*Saved data entries*:

════

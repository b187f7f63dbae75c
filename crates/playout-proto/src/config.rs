use serde::{Deserialize, Serialize};
use std::path::PathBuf;
use std::time::Duration;

use super::platform;

#[derive(Debug, Clone, Serialize, Deserialize, Default)]
pub struct Config {
    #[serde(default)]
    pub daemon: DaemonConfig,
    #[serde(default)]
    pub http: HttpConfig,
    #[serde(default)]
    pub scheduler: SchedulerConfig,
    #[serde(default)]
    pub speech: SpeechConfig,
    #[serde(default)]
    pub video: VideoConfig,
}

#[derive(Debug, Clone, Serialize, Deserialize)]
pub struct DaemonConfig {
    /// Persisted operator state (auto-play toggle).
    #[serde(default = "default_state_file")]
    pub state_file: PathBuf,
    /// JSON file backing the bundled request store.
    #[serde(default = "default_store_file")]
    pub store_file: PathBuf,
}

#[derive(Debug, Clone, Serialize, Deserialize)]
pub struct HttpConfig {
    #[serde(default = "default_http_enabled")]
    pub enabled: bool,
    #[serde(default = "default_bind_address")]
    pub bind_address: String,
    #[serde(default = "default_port")]
    pub port: u16,
}

#[derive(Debug, Clone, Serialize, Deserialize)]
pub struct SchedulerConfig {
    /// Initial auto-play state when no persisted toggle exists.
    #[serde(default)]
    pub auto_play: bool,
    /// Upper bound on a single announcement, even if speech never reports done.
    #[serde(default = "default_announcement_timeout")]
    pub announcement_timeout_secs: f64,
    /// Window for the video engine to report a loaded video.
    #[serde(default = "default_song_ready_timeout")]
    pub song_ready_timeout_secs: f64,
}

impl SchedulerConfig {
    pub fn announcement_timeout(&self) -> Duration {
        Duration::from_secs_f64(self.announcement_timeout_secs.max(0.0))
    }

    pub fn song_ready_timeout(&self) -> Duration {
        Duration::from_secs_f64(self.song_ready_timeout_secs.max(0.0))
    }
}

#[derive(Debug, Clone, Serialize, Deserialize)]
pub struct SpeechConfig {
    /// Speech synthesiser binary.  Empty means auto-detect.
    #[serde(default)]
    pub command: String,
    /// Extra arguments placed before the text.
    #[serde(default)]
    pub args: Vec<String>,
    /// Voice / language passed to espeak-style synthesisers.
    #[serde(default = "default_voice")]
    pub voice: String,
}

#[derive(Debug, Clone, Serialize, Deserialize)]
pub struct VideoConfig {
    #[serde(default = "default_volume")]
    pub default_volume: f32,
    /// Open a video window.  Off plays audio only.
    #[serde(default = "default_show_video")]
    pub show_video: bool,
}

impl Default for DaemonConfig {
    fn default() -> Self {
        Self {
            state_file: default_state_file(),
            store_file: default_store_file(),
        }
    }
}

impl Default for HttpConfig {
    fn default() -> Self {
        Self {
            enabled: default_http_enabled(),
            bind_address: default_bind_address(),
            port: default_port(),
        }
    }
}

impl Default for SchedulerConfig {
    fn default() -> Self {
        Self {
            auto_play: false,
            announcement_timeout_secs: default_announcement_timeout(),
            song_ready_timeout_secs: default_song_ready_timeout(),
        }
    }
}

impl Default for SpeechConfig {
    fn default() -> Self {
        Self {
            command: String::new(),
            args: Vec::new(),
            voice: default_voice(),
        }
    }
}

impl Default for VideoConfig {
    fn default() -> Self {
        Self {
            default_volume: default_volume(),
            show_video: default_show_video(),
        }
    }
}

fn default_state_file() -> PathBuf {
    platform::data_dir().join("state.json")
}

fn default_store_file() -> PathBuf {
    platform::data_dir().join("requests.json")
}

fn default_http_enabled() -> bool {
    true
}

fn default_bind_address() -> String {
    "127.0.0.1".to_string()
}

fn default_port() -> u16 {
    8990
}

fn default_announcement_timeout() -> f64 {
    5.0
}

fn default_song_ready_timeout() -> f64 {
    10.0
}

fn default_voice() -> String {
    "ko".to_string()
}

fn default_volume() -> f32 {
    0.7
}

fn default_show_video() -> bool {
    true
}

impl Config {
    pub fn load() -> anyhow::Result<Self> {
        let config_path = Self::config_path();

        if !config_path.exists() {
            let config = Self::default();
            config.save()?;
            return Ok(config);
        }

        let content = std::fs::read_to_string(&config_path)?;
        let config: Self = toml::from_str(&content)?;
        Ok(config)
    }

    pub fn save(&self) -> anyhow::Result<()> {
        let config_path = Self::config_path();
        if let Some(parent) = config_path.parent() {
            std::fs::create_dir_all(parent)?;
        }
        let content = toml::to_string_pretty(self)?;
        std::fs::write(&config_path, content)?;
        Ok(())
    }

    pub fn config_path() -> PathBuf {
        platform::config_dir().join("config.toml")
    }
}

════

*Exercise objective*:
The expected answer is every line above in which the word "bool" appears.

*Output for this task*:
    pub enabled: bool,
    pub auto_play: bool,
    pub show_video: bool,
fn default_http_enabled() -> bool {
fn default_show_video() -> bool {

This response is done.